List each line of the data that holds the string "expected", please.

Segment Open

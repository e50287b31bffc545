use std::env;
use std::fs;
use std::path::{Path, PathBuf};

use secrecy::{ExposeSecret, SecretString};
use serde::{Deserialize, Serialize};
use thiserror::Error;

pub const CONFIG_FILE_CANDIDATES: [&str; 2] = ["rfpdesk.toml", "config/rfpdesk.toml"];

#[derive(Clone, Debug)]
pub struct AppConfig {
    pub database: DatabaseConfig,
    pub llm: LlmConfig,
    pub mail: MailConfig,
    pub server: ServerConfig,
    pub rfp: RfpConfig,
    pub scoring: ScoringConfig,
    pub logging: LoggingConfig,
}

#[derive(Clone, Debug)]
pub struct DatabaseConfig {
    pub url: String,
    pub max_connections: u32,
    pub timeout_secs: u64,
}

#[derive(Clone, Debug)]
pub struct LlmConfig {
    pub provider: LlmProvider,
    pub api_key: Option<SecretString>,
    pub base_url: Option<String>,
    pub model: String,
    pub timeout_secs: u64,
    pub max_retries: u32,
}

#[derive(Clone, Debug)]
pub struct MailConfig {
    pub transport: MailTransport,
    pub gateway_url: Option<String>,
    pub api_token: Option<SecretString>,
    pub timeout_secs: u64,
}

#[derive(Clone, Debug)]
pub struct ServerConfig {
    pub bind_address: String,
    pub port: u16,
    pub graceful_shutdown_secs: u64,
}

#[derive(Clone, Debug)]
pub struct RfpConfig {
    /// Draft fields that must be met before a session can be submitted, in prompt order.
    pub required_fields: Vec<String>,
    pub default_top_n: usize,
}

/// Relative weights of the quality components. Only their ratios matter.
#[derive(Clone, Copy, Debug, PartialEq, Eq)]
pub struct ScoringConfig {
    pub verification_weight: u32,
    pub rating_weight: u32,
    pub delivery_weight: u32,
}

#[derive(Clone, Debug)]
pub struct LoggingConfig {
    pub level: String,
    pub format: LogFormat,
}

#[derive(Clone, Copy, Debug, PartialEq, Eq, Serialize, Deserialize)]
#[serde(rename_all = "snake_case")]
pub enum LlmProvider {
    /// Deterministic rule-based extraction, no model calls.
    Rules,
    #[serde(rename = "openai")]
    OpenAi,
    Ollama,
}

#[derive(Clone, Copy, Debug, PartialEq, Eq, Serialize, Deserialize)]
#[serde(rename_all = "snake_case")]
pub enum MailTransport {
    /// In-process mailbox; nothing leaves the host.
    Loopback,
    Gateway,
}

#[derive(Clone, Copy, Debug, PartialEq, Eq, Serialize, Deserialize)]
#[serde(rename_all = "snake_case")]
pub enum LogFormat {
    Compact,
    Pretty,
    Json,
}

#[derive(Clone, Debug, Default)]
pub struct ConfigOverrides {
    pub database_url: Option<String>,
    pub log_level: Option<String>,
    pub llm_provider: Option<LlmProvider>,
    pub llm_model: Option<String>,
    pub mail_transport: Option<MailTransport>,
    pub mail_gateway_url: Option<String>,
    pub server_port: Option<u16>,
}

#[derive(Clone, Debug, Default)]
pub struct LoadOptions {
    pub config_path: Option<PathBuf>,
    pub require_file: bool,
    pub overrides: ConfigOverrides,
}

#[derive(Debug, Error)]
pub enum ConfigError {
    #[error("could not read config file `{path}`: {source}")]
    ReadFile { path: PathBuf, source: std::io::Error },
    #[error("could not parse config file `{path}`: {source}")]
    ParseFile { path: PathBuf, source: toml::de::Error },
    #[error("required config file was not found: `{0}`")]
    MissingConfigFile(PathBuf),
    #[error("environment variable interpolation failed for `{var}`")]
    MissingEnvInterpolation { var: String },
    #[error("unterminated environment interpolation expression")]
    UnterminatedInterpolation,
    #[error("invalid environment override for `{key}`: `{value}`")]
    InvalidEnvOverride { key: String, value: String },
    #[error("configuration validation failed: {0}")]
    Validation(String),
}

impl Default for AppConfig {
    fn default() -> Self {
        Self {
            database: DatabaseConfig {
                url: "sqlite://rfpdesk.db?mode=rwc".to_string(),
                max_connections: 5,
                timeout_secs: 30,
            },
            llm: LlmConfig {
                provider: LlmProvider::Rules,
                api_key: None,
                base_url: None,
                model: "gpt-4o-mini".to_string(),
                timeout_secs: 30,
                max_retries: 2,
            },
            mail: MailConfig {
                transport: MailTransport::Loopback,
                gateway_url: None,
                api_token: None,
                timeout_secs: 20,
            },
            server: ServerConfig {
                bind_address: "127.0.0.1".to_string(),
                port: 8080,
                graceful_shutdown_secs: 15,
            },
            rfp: RfpConfig {
                required_fields: vec!["item".to_string(), "budget".to_string(), "deadline".to_string()],
                default_top_n: 2,
            },
            scoring: ScoringConfig::default(),
            logging: LoggingConfig { level: "info".to_string(), format: LogFormat::Compact },
        }
    }
}

impl Default for ScoringConfig {
    fn default() -> Self {
        Self { verification_weight: 20, rating_weight: 25, delivery_weight: 10 }
    }
}

fn secret_value(value: String) -> SecretString {
    value.into()
}

impl LlmProvider {
    pub fn as_str(&self) -> &'static str {
        match self {
            Self::Rules => "rules",
            Self::OpenAi => "openai",
            Self::Ollama => "ollama",
        }
    }
}

impl std::str::FromStr for LlmProvider {
    type Err = ConfigError;

    fn from_str(value: &str) -> Result<Self, Self::Err> {
        match value.trim().to_ascii_lowercase().as_str() {
            "rules" => Ok(Self::Rules),
            "openai" => Ok(Self::OpenAi),
            "ollama" => Ok(Self::Ollama),
            other => Err(ConfigError::Validation(format!(
                "unsupported llm provider `{other}` (expected rules|openai|ollama)"
            ))),
        }
    }
}

impl MailTransport {
    pub fn as_str(&self) -> &'static str {
        match self {
            Self::Loopback => "loopback",
            Self::Gateway => "gateway",
        }
    }
}

impl std::str::FromStr for MailTransport {
    type Err = ConfigError;

    fn from_str(value: &str) -> Result<Self, Self::Err> {
        match value.trim().to_ascii_lowercase().as_str() {
            "loopback" => Ok(Self::Loopback),
            "gateway" => Ok(Self::Gateway),
            other => Err(ConfigError::Validation(format!(
                "unsupported mail transport `{other}` (expected loopback|gateway)"
            ))),
        }
    }
}

impl std::str::FromStr for LogFormat {
    type Err = ConfigError;

    fn from_str(value: &str) -> Result<Self, Self::Err> {
        match value.trim().to_ascii_lowercase().as_str() {
            "compact" => Ok(Self::Compact),
            "pretty" => Ok(Self::Pretty),
            "json" => Ok(Self::Json),
            other => Err(ConfigError::Validation(format!(
                "unsupported log format `{other}` (expected compact|pretty|json)"
            ))),
        }
    }
}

Segment Closed

● ANSWER SPACE:
                "unsupported llm provider `{other}` (expected rules|openai|ollama)"
                "unsupported mail transport `{other}` (expected loopback|gateway)"
                "unsupported log format `{other}` (expected compact|pretty|json)"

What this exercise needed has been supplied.